**Problem:**
Set down the listing again, word for word.

**Available data:**

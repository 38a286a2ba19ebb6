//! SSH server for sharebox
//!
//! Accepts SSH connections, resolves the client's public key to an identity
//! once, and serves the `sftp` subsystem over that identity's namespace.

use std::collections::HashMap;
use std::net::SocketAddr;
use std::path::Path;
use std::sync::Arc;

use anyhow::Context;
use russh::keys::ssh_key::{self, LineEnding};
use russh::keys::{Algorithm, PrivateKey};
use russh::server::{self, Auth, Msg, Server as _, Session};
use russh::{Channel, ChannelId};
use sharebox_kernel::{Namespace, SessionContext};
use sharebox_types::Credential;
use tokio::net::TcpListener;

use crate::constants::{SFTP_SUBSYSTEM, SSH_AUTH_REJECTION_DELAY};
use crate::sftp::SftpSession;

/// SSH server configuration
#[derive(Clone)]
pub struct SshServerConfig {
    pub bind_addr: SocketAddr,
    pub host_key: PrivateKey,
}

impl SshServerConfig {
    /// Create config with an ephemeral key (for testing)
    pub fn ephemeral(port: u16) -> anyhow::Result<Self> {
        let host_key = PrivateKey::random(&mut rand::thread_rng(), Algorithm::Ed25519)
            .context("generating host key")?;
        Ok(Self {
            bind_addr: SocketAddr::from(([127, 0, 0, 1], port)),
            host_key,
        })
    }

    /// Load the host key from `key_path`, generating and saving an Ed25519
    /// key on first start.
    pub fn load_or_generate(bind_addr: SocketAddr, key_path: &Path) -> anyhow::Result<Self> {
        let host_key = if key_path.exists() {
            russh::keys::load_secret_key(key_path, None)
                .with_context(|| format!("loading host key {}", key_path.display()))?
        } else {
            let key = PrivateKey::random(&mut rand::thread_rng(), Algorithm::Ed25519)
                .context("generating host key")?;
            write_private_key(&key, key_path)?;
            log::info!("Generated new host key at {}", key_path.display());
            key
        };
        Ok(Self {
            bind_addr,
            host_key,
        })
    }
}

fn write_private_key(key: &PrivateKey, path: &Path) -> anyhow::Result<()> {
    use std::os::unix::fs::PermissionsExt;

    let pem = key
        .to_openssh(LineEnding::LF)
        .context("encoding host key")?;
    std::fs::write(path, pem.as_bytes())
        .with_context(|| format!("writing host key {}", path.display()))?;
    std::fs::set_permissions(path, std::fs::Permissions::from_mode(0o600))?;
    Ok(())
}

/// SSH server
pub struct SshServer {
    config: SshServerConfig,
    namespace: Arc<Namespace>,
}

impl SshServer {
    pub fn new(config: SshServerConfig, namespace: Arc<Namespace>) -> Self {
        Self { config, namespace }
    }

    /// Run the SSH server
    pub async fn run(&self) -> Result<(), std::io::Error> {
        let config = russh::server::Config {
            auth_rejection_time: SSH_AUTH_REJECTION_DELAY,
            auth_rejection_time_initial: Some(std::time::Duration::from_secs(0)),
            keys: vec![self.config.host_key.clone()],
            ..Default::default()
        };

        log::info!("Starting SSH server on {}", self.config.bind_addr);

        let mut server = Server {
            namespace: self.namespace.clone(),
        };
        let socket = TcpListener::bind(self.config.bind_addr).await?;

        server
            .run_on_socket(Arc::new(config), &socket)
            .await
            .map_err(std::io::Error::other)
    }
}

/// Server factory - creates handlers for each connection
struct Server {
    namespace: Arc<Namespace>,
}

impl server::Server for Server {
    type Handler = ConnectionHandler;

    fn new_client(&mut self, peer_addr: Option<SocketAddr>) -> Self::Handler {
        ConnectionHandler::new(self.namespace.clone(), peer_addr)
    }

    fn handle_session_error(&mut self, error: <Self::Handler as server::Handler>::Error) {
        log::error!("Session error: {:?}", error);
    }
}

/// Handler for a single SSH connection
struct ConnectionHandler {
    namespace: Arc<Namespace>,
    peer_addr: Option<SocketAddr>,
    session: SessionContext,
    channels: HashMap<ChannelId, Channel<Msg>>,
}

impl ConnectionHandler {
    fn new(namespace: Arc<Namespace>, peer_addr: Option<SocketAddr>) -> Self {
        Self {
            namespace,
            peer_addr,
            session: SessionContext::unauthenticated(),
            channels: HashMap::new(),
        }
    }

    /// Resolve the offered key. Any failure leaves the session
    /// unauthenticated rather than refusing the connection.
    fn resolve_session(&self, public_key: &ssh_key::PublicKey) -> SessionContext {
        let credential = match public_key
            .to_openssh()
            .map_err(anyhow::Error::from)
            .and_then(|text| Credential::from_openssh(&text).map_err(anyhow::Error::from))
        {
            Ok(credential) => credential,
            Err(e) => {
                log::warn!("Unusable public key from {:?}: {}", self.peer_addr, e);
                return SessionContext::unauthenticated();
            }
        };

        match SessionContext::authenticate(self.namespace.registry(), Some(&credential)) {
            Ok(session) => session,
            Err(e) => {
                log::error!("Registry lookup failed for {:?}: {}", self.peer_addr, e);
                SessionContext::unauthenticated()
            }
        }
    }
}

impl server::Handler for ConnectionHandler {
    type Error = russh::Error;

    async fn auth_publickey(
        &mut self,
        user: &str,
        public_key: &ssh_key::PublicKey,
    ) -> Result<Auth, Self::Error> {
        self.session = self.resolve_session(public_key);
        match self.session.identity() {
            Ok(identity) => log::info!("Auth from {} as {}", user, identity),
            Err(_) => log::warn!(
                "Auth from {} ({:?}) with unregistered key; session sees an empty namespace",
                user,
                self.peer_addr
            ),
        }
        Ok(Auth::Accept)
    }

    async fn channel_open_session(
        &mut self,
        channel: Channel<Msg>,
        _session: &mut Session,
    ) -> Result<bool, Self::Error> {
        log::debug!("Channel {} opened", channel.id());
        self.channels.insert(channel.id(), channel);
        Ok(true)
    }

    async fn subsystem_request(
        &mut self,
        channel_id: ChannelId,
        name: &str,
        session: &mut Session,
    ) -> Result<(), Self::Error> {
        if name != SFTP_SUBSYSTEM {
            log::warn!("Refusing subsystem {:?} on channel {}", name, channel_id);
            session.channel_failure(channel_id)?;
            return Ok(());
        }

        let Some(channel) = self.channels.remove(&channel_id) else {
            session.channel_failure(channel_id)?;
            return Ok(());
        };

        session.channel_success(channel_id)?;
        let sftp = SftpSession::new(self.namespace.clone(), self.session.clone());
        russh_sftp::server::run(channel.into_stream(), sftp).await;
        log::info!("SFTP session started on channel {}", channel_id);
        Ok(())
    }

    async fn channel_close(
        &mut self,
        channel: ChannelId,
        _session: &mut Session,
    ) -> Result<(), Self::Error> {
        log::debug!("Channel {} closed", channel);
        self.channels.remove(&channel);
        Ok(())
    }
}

**Response for this exercise:**
repository 38a286a2ba19ebb6
//! SSH server for sharebox
//!
//! Accepts SSH connections, resolves the client's public key to an identity
//! once, and serves the `sftp` subsystem over that identity's namespace.

use std::collections::HashMap;
use std::net::SocketAddr;
use std::path::Path;
use std::sync::Arc;

use anyhow::Context;
use russh::keys::ssh_key::{self, LineEnding};
use russh::keys::{Algorithm, PrivateKey};
use russh::server::{self, Auth, Msg, Server as _, Session};
use russh::{Channel, ChannelId};
use sharebox_kernel::{Namespace, SessionContext};
use sharebox_types::Credential;
use tokio::net::TcpListener;

use crate::constants::{SFTP_SUBSYSTEM, SSH_AUTH_REJECTION_DELAY};
use crate::sftp::SftpSession;

/// SSH server configuration
#[derive(Clone)]
pub struct SshServerConfig {
    pub bind_addr: SocketAddr,
    pub host_key: PrivateKey,
}

impl SshServerConfig {
    /// Create config with an ephemeral key (for testing)
    pub fn ephemeral(port: u16) -> anyhow::Result<Self> {
        let host_key = PrivateKey::random(&mut rand::thread_rng(), Algorithm::Ed25519)
            .context("generating host key")?;
        Ok(Self {
            bind_addr: SocketAddr::from(([127, 0, 0, 1], port)),
            host_key,
        })
    }

    /// Load the host key from `key_path`, generating and saving an Ed25519
    /// key on first start.
    pub fn load_or_generate(bind_addr: SocketAddr, key_path: &Path) -> anyhow::Result<Self> {
        let host_key = if key_path.exists() {
            russh::keys::load_secret_key(key_path, None)
                .with_context(|| format!("loading host key {}", key_path.display()))?
        } else {
            let key = PrivateKey::random(&mut rand::thread_rng(), Algorithm::Ed25519)
                .context("generating host key")?;
            write_private_key(&key, key_path)?;
            log::info!("Generated new host key at {}", key_path.display());
            key
        };
        Ok(Self {
            bind_addr,
            host_key,
        })
    }
}

fn write_private_key(key: &PrivateKey, path: &Path) -> anyhow::Result<()> {
    use std::os::unix::fs::PermissionsExt;

    let pem = key
        .to_openssh(LineEnding::LF)
        .context("encoding host key")?;
    std::fs::write(path, pem.as_bytes())
        .with_context(|| format!("writing host key {}", path.display()))?;
    std::fs::set_permissions(path, std::fs::Permissions::from_mode(0o600))?;
    Ok(())
}

/// SSH server
pub struct SshServer {
    config: SshServerConfig,
    namespace: Arc<Namespace>,
}

impl SshServer {
    pub fn new(config: SshServerConfig, namespace: Arc<Namespace>) -> Self {
        Self { config, namespace }
    }

    /// Run the SSH server
    pub async fn run(&self) -> Result<(), std::io::Error> {
        let config = russh::server::Config {
            auth_rejection_time: SSH_AUTH_REJECTION_DELAY,
            auth_rejection_time_initial: Some(std::time::Duration::from_secs(0)),
            keys: vec![self.config.host_key.clone()],
            ..Default::default()
        };

        log::info!("Starting SSH server on {}", self.config.bind_addr);

        let mut server = Server {
            namespace: self.namespace.clone(),
        };
        let socket = TcpListener::bind(self.config.bind_addr).await?;

        server
            .run_on_socket(Arc::new(config), &socket)
            .await
            .map_err(std::io::Error::other)
    }
}

/// Server factory - creates handlers for each connection
struct Server {
    namespace: Arc<Namespace>,
}

impl server::Server for Server {
    type Handler = ConnectionHandler;

    fn new_client(&mut self, peer_addr: Option<SocketAddr>) -> Self::Handler {
        ConnectionHandler::new(self.namespace.clone(), peer_addr)
    }

    fn handle_session_error(&mut self, error: <Self::Handler as server::Handler>::Error) {
        log::error!("Session error: {:?}", error);
    }
}

/// Handler for a single SSH connection
struct ConnectionHandler {
    namespace: Arc<Namespace>,
    peer_addr: Option<SocketAddr>,
    session: SessionContext,
    channels: HashMap<ChannelId, Channel<Msg>>,
}

impl ConnectionHandler {
    fn new(namespace: Arc<Namespace>, peer_addr: Option<SocketAddr>) -> Self {
        Self {
            namespace,
            peer_addr,
            session: SessionContext::unauthenticated(),
            channels: HashMap::new(),
        }
    }

    /// Resolve the offered key. Any failure leaves the session
    /// unauthenticated rather than refusing the connection.
    fn resolve_session(&self, public_key: &ssh_key::PublicKey) -> SessionContext {
        let credential = match public_key
            .to_openssh()
            .map_err(anyhow::Error::from)
            .and_then(|text| Credential::from_openssh(&text).map_err(anyhow::Error::from))
        {
            Ok(credential) => credential,
            Err(e) => {
                log::warn!("Unusable public key from {:?}: {}", self.peer_addr, e);
                return SessionContext::unauthenticated();
            }
        };

        match SessionContext::authenticate(self.namespace.registry(), Some(&credential)) {
            Ok(session) => session,
            Err(e) => {
                log::error!("Registry lookup failed for {:?}: {}", self.peer_addr, e);
                SessionContext::unauthenticated()
            }
        }
    }
}

impl server::Handler for ConnectionHandler {
    type Error = russh::Error;

    async fn auth_publickey(
        &mut self,
        user: &str,
        public_key: &ssh_key::PublicKey,
    ) -> Result<Auth, Self::Error> {
        self.session = self.resolve_session(public_key);
        match self.session.identity() {
            Ok(identity) => log::info!("Auth from {} as {}", user, identity),
            Err(_) => log::warn!(
                "Auth from {} ({:?}) with unregistered key; session sees an empty namespace",
                user,
                self.peer_addr
            ),
        }
        Ok(Auth::Accept)
    }

    async fn channel_open_session(
        &mut self,
        channel: Channel<Msg>,
        _session: &mut Session,
    ) -> Result<bool, Self::Error> {
        log::debug!("Channel {} opened", channel.id());
        self.channels.insert(channel.id(), channel);
        Ok(true)
    }

    async fn subsystem_request(
        &mut self,
        channel_id: ChannelId,
        name: &str,
        session: &mut Session,
    ) -> Result<(), Self::Error> {
        if name != SFTP_SUBSYSTEM {
            log::warn!("Refusing subsystem {:?} on channel {}", name, channel_id);
            session.channel_failure(channel_id)?;
            return Ok(());
        }

        let Some(channel) = self.channels.remove(&channel_id) else {
            session.channel_failure(channel_id)?;
            return Ok(());
        };

        session.channel_success(channel_id)?;
        let sftp = SftpSession::new(self.namespace.clone(), self.session.clone());
        russh_sftp::server::run(channel.into_stream(), sftp).await;
        log::info!("SFTP session started on channel {}", channel_id);
        Ok(())
    }

    async fn channel_close(
        &mut self,
        channel: ChannelId,
        _session: &mut Session,
    ) -> Result<(), Self::Error> {
        log::debug!("Channel {} closed", channel);
        self.channels.remove(&channel);
        Ok(())
    }
}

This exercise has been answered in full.